Du Yue-sheng had his Green Gang fight alongside Nationalist troops against the Japanese.

Three months later, Shanghai fell and Du fled to Hong Kong, and the Triads would never be the same.

A month after the end of World War II, in 1945, Du returned to Shanghai.

Any respect and fear he’d earned before the war had been lost. The Shanghainese saw him as a coward for running away from the Japanese and booed him when he was seen on the streets.

When the Communists won in 1949, broken and unhealthy, Du fled to Hong Kong and died there in 1951 at 66. The Communist Revolution ended the Green Gang in Shanghai.


  Asian Crime Gangs in the US: 43:47 min.

The Chinese Communists didn’t destroy China’s criminal underworld. With hundreds of gangs operating in other countries, the leadership of the gangs left mainland China.

In time, New York’s Chinatown would become the center of the Chinese Triads in the US.

In 1977, on Mott St. in the heart of New York’s Chinatown, a war raged between the Chinese gangs. One Chinatown gang boss, Nicky Louie, became the most feared gangster in New York’s Chinatown.

Nicky arrived in New York’s Chinatown in the 1960s along with tens of thousands of other Chinese soon after Congress changed the Chinese Exclusion Act allowing more Chinese into the US.

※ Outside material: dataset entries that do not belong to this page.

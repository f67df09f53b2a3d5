//! HTTP routes: health probes and read-only views over the backbone.

use axum::Router;
use tower_http::trace::TraceLayer;

use crate::state::AppState;

pub mod assets;
pub mod events;
pub mod health;
pub mod reports;

/// Builds the full router. `main.rs` and the integration tests share it.
pub fn build_router(state: AppState) -> Router {
    Router::new()
        .merge(health::router())
        .nest("/api/v1/assets", assets::router())
        .nest("/api/v1/events", events::router())
        .nest("/api/v1/reports", reports::router())
        .layer(TraceLayer::new_for_http())
        .with_state(state)
}
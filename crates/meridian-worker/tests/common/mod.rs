//! Shared test helpers for worker integration tests.
#![allow(dead_code)]

use std::sync::Arc;
use std::time::Duration;

use axum::Router;
use axum::body::Body;
use axum::http::{Request, StatusCode};
use http_body_util::BodyExt;
use meridian_core::repository::EventStore;
use meridian_event_store::InMemoryEventStore;
use meridian_log::InMemoryLog;
use tower::ServiceExt;

use meridian_worker::config::WorkerConfig;
use meridian_worker::routes;
use meridian_worker::state::AppState;
use meridian_worker::wiring::{LogBackend, Services};

/// In-memory configuration with default topic names.
pub fn in_memory_config() -> WorkerConfig {
    WorkerConfig::from_lookup(|key| (key == "MERIDIAN_IN_MEMORY").then(|| "true".to_owned()))
        .unwrap()
}

/// Wires a worker over a fresh in-memory store and log.
pub fn build_services() -> (Services, InMemoryLog) {
    let log = InMemoryLog::new();
    let store: Arc<dyn EventStore> = Arc::new(InMemoryEventStore::new());
    let services =
        Services::with_backends(in_memory_config(), store, LogBackend::InMemory(log.clone()))
            .unwrap();
    (services, log)
}

/// Builds the full app router over `services`, as `main.rs` does.
pub fn build_test_app(services: &Services) -> Router {
    routes::build_router(AppState::from_services(services))
}

/// Polls `condition` every 10ms until it holds or two seconds pass.
pub async fn eventually<F>(mut condition: F) -> bool
where
    F: FnMut() -> bool,
{
    for _ in 0..200 {
        if condition() {
            return true;
        }
        tokio::time::sleep(Duration::from_millis(10)).await;
    }
    condition()
}

/// Async form of [`eventually`] for conditions that query a backend.
pub async fn eventually_async<F, Fut>(mut condition: F) -> bool
where
    F: FnMut() -> Fut,
    Fut: std::future::Future<Output = bool>,
{
    for _ in 0..200 {
        if condition().await {
            return true;
        }
        tokio::time::sleep(Duration::from_millis(10)).await;
    }
    condition().await
}

/// Send a GET request and return the response.
pub async fn get_json(app: Router, uri: &str) -> (StatusCode, serde_json::Value) {
    let request = Request::builder()
        .method("GET")
        .uri(uri)
        .body(Body::empty())
        .unwrap();

    let response = app.oneshot(request).await.unwrap();
    let status = response.status();
    let body_bytes = response.into_body().collect().await.unwrap().to_bytes();
    let json: serde_json::Value = serde_json::from_slice(&body_bytes).unwrap();

    (status, json)
}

Work was hard to come by, so young Chinese men organized street gangs modeled after the same gangs from China that the Communists had destroyed.

Nicky, ruthless and smart, quickly became the leader of a Triad gang called the Ghost Shadows.

Under Nicky’s leadership, the Ghost Shadows became more powerful and ruthless. However, Nicky wanted to control all of Chinatown. Success then made Nicky a target and he was shot many times but survived.

The History Channel produced a documentary on Organized Crime in China. (click the previous link to see the entire video—about an hour)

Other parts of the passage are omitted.